The present study shows weak correlation between the DIF I and DI (r = 0.140, p < .0001), indicating that with increasing the DIF I, the ability to discriminate between the high and low scorers decreased and fewer easy questions were used in MCQ tests. The weak correlation between the DIF I and DI also indicates that relationship between the DIF I and DI of 90 MCQ items is dome shaped rather than linear. Several studies also showed poor correlation between the DIF I and DI.3,8

Our study showed 73% were FDs and 27% were NFDs. Of all items, 2% items had poor DE (DE = 0%), 9% had moderate DE (DE = 33.3%), 56% had good DE (DE = 66.6%) and remaining 33% had excellent DE (DE = 100%). Our study showed that, in 33% MCQs, all three wrong options fully distracted the student's attention. Our findings are in agreement with the study by Date et al who reported that 70% items were FDs, 30% items were NFDs and other studies showed similar findings as 76–83% items were FDs and 17–24% items were NFDs.9,22 Another study by Mahjabeen et al showed that 72% items were FDs and only 28% items were NFDs.20 Framing possible distractors and reducing the NFDs is an important aspect for good quality MCQs. More NFD makes MCQ easy and vice versa with more functioning distractors making it difficult.23 A non-functional distractor can reduce the discrimination power of a MCQ. More training and effort are required for construction of possible options of MCQ items to improve the validity and reliability of the tests. The comparison of various item analysis indices between various studies is shown in ‘Table 6’.

Table 6.

Comparison of various item analysis indices between studies in percentages of items.

Indices Rao et al.10 (items in %) Patel et al.19 (items in %) Mahjabeen et al.20 (items in %) Date et al.9 (items in %) Gomboo et al., Christian et al. 3,8 (items in %) Our study (items in %)
DIF I 30–70 85 80 81 70 82
DI > 0.20 85 82 78 80
DE (functional distractors) 95 72 70 73
Correlation between the DIF I and DI Positive Weak correlation Weak correlation

DE, distractor effectiveness; MCQ, multiple choice question; DIF I, difficulty index; DI, discrimination index.

For an ideal MCQ, the level of the DIF I should have a good/acceptable level of DIF I (30–70%) with high DI (≥0.25) and 100% DE.24 The present study showed that a total 20% MCQs fulfilled all the three criteria of an ideal MCQ. Other studies reported that 10–15% MCQs satisfied all the three criteria of ideal MCQs.24 Our study showed mean and standard deviation for DIF I (good), DI (excellent) and DE (moderate) which suggested that the majority of MCQs were in the category of good MCQs. Our results are comparable to a study by Ingale et al.21 that analysed 30 MCQs.

In this study, the results showed that the overall validity of the test was good with a Cronbach alpha of 0.85, KR 20 = 0.71 and SEM 1.22. Based on the assumption that any test score contains an error, SEM is used to estimate a band or interval within which a person's true score would fall, that is, the score if there were no error of measurement. The smaller the SEM, the narrower is the interval. Narrow intervals are more precise, containing less error, than larger intervals.11

Conclusion and recommendations

Item analysis is a valuable procedure which should be regularly performed after the assessment providing information regarding the reliability and validity of an item/test by calculating the DIF I, DI and DE and their interrelationship. An ideal single best response item (MCQ) with four options will be the one which has average difficulty (DIF I 30–70%), high discrimination (DI ≥ 0.25) and maximum DE (100%) with three FDs.
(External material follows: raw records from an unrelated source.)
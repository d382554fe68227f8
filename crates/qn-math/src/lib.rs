//! # qn-math
//!
//! Numerical building blocks: `Array`/`Matrix` newtypes over nalgebra,
//! matrix square roots, the normal distribution and Black formula,
//! interpolation, one-dimensional root finding, iterative linear solvers,
//! least-squares regression, random numbers and statistics accumulators.

#![warn(missing_docs)]
#![forbid(unsafe_code)]

// ── Modules ───────────────────────────────────────────────────────────────────

/// One-dimensional real vector.
pub mod array;

/// Floating-point comparison utilities.
pub mod comparison;

/// Normal distribution and the Black formula.
pub mod distributions;

/// Numerical integration.
pub mod integrals;

/// 1-D and 2-D interpolation.
pub mod interpolations;

/// Linear least-squares regression.
pub mod linear_least_squares;

/// Krylov solvers for operators given as closures.
pub mod linear_solvers;

/// Two-dimensional real matrix.
pub mod matrix;

/// Decompositions and matrix square roots.
pub mod matrix_utilities;

/// Random number generators.
pub mod random_numbers;

/// 1-D root-finding solvers.
pub mod solvers1d;

/// Statistics accumulators.
pub mod statistics;

// ── Convenience re-exports ────────────────────────────────────────────────────

pub use array::Array;
pub use comparison::{close, close_enough};
pub use distributions::{black_formula, inverse_cumulative_normal, normal_cdf, normal_pdf};
pub use integrals::simpson;
pub use interpolations::{
    BicubicSpline, Interpolation1D, LinearInterpolation, LogLinearInterpolation,
    NaturalCubicSpline,
};
pub use linear_solvers::{bicgstab, BiCGStabResult};
pub use matrix::Matrix;
pub use matrix_utilities::{
    cholesky_decomposition, pseudo_sqrt, rank_reduced_sqrt, symmetric_eigen, SalvagingAlgorithm,
};
pub use random_numbers::{GaussianRng, GaussianSequenceGenerator, MersenneTwisterUniformRng};
pub use solvers1d::{bisection, brent};
pub use statistics::{SequenceStatistics, Statistics};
Items analysed in this study were neither too easy nor too difficult which is acceptable. Therefore, items were acceptably difficult and were good at differentiating students with higher and lower abilities. The values of the DIF I and DI indicated that not too easy and too difficult questions were part of the examination.

Our study helped teachers identify good and ideal MCQs which can be part of the question bank for future and those MCQs which needed revision. We recommend that item analysis should be performed for all MCQ-based assessments to determine validity and reliability of the assessment.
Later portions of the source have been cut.